What you should do: Find every line below with the word "mapping" in it, and copy each one.

- Opening Delimiter -

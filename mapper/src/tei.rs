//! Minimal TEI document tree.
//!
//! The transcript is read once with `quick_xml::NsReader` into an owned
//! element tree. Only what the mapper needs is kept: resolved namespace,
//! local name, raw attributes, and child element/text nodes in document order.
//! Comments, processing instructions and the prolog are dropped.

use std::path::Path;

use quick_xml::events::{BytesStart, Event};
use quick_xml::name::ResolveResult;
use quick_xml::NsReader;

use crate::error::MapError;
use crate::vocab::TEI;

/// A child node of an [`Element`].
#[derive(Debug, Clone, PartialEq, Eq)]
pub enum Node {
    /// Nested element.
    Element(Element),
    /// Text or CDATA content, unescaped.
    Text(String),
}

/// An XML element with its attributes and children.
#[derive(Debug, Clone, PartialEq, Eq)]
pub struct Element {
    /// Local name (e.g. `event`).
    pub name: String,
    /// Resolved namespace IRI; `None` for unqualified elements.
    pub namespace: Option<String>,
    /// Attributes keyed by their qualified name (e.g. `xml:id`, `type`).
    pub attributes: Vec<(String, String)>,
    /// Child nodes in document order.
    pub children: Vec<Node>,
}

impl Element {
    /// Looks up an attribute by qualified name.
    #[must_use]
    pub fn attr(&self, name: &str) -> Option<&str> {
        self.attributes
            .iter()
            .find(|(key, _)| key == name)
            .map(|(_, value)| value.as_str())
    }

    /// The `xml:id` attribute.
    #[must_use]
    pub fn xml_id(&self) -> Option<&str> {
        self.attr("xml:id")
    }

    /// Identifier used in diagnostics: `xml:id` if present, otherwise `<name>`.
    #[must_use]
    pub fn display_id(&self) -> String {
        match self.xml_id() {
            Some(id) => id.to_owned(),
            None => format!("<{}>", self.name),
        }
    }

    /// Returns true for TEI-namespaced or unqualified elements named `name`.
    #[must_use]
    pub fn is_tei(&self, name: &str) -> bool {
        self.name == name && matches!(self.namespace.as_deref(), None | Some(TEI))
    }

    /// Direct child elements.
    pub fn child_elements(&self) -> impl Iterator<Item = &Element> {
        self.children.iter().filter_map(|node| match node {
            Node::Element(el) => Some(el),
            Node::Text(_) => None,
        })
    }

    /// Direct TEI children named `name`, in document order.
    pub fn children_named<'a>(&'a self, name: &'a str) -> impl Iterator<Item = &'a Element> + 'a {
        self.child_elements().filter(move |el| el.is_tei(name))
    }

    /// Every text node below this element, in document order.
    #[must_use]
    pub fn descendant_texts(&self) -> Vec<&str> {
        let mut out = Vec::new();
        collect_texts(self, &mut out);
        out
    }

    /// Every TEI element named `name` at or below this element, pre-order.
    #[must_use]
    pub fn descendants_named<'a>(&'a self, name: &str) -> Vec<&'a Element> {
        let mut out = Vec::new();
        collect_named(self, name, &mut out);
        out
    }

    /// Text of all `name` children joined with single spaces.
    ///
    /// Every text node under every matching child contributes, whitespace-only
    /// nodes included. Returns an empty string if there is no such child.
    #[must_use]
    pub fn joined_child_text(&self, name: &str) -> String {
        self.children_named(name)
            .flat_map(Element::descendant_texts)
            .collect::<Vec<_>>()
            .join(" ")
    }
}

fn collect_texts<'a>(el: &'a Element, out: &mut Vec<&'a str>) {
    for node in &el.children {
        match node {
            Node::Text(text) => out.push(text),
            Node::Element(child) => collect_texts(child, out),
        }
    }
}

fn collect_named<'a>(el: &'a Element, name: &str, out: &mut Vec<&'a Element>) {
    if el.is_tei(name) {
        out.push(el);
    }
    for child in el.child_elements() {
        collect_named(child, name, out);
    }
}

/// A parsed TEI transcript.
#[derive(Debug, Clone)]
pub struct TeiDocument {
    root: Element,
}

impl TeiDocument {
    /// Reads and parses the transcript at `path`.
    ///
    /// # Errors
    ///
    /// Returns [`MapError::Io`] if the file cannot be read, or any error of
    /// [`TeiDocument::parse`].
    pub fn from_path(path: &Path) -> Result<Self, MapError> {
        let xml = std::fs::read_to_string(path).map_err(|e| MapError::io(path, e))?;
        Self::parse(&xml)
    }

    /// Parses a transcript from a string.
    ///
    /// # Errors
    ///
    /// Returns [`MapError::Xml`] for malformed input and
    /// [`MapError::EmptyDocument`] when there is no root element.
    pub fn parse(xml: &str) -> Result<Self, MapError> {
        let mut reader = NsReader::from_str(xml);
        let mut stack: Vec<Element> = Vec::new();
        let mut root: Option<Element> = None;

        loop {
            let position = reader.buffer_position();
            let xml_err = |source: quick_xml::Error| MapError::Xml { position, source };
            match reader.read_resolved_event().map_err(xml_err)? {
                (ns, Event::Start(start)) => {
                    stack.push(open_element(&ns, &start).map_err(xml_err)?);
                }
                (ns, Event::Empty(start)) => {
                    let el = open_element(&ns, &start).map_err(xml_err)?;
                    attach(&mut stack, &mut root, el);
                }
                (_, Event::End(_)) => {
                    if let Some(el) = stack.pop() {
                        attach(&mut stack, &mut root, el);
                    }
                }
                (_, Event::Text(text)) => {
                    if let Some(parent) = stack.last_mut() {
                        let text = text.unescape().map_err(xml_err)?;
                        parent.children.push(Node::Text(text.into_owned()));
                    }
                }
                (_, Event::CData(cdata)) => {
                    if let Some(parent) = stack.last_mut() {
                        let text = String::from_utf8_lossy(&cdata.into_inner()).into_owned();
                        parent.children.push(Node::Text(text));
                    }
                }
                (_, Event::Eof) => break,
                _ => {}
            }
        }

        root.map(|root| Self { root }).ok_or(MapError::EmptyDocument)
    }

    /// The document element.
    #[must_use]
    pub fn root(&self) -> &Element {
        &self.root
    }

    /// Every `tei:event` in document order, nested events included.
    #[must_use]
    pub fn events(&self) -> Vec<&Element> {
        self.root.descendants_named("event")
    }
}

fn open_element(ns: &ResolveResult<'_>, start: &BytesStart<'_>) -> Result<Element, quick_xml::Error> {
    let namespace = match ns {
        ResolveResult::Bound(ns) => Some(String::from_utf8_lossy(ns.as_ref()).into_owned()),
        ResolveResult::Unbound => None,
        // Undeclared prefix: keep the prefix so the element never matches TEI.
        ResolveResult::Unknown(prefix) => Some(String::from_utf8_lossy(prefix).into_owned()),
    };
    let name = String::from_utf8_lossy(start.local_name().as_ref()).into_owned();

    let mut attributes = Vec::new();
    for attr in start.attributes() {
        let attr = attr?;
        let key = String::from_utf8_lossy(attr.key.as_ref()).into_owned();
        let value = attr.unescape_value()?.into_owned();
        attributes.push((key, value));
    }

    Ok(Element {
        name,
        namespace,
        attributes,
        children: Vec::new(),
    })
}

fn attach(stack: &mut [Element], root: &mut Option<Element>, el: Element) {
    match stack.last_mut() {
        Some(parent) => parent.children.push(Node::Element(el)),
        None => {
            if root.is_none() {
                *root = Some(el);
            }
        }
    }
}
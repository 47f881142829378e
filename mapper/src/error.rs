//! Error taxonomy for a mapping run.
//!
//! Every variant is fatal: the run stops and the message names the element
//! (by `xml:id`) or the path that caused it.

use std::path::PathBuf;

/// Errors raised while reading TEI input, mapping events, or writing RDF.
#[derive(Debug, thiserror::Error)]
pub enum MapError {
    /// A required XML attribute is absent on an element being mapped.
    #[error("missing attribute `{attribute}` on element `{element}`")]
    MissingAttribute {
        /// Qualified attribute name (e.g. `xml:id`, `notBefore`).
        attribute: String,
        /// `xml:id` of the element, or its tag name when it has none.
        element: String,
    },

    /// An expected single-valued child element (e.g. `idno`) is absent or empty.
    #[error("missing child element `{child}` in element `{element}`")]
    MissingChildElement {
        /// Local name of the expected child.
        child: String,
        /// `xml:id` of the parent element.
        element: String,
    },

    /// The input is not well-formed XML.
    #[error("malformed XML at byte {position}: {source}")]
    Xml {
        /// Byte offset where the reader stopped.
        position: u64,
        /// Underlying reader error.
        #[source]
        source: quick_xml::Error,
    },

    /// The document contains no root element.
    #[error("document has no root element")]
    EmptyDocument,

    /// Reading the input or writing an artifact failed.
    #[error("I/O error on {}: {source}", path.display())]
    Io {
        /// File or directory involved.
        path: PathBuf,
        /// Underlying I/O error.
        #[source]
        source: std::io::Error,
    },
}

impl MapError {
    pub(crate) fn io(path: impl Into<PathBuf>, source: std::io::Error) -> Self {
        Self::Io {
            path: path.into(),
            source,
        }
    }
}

- Closing Delimiter -

Exercise output:
//! Error taxonomy for a mapping run.
/// Errors raised while reading TEI input, mapping events, or writing RDF.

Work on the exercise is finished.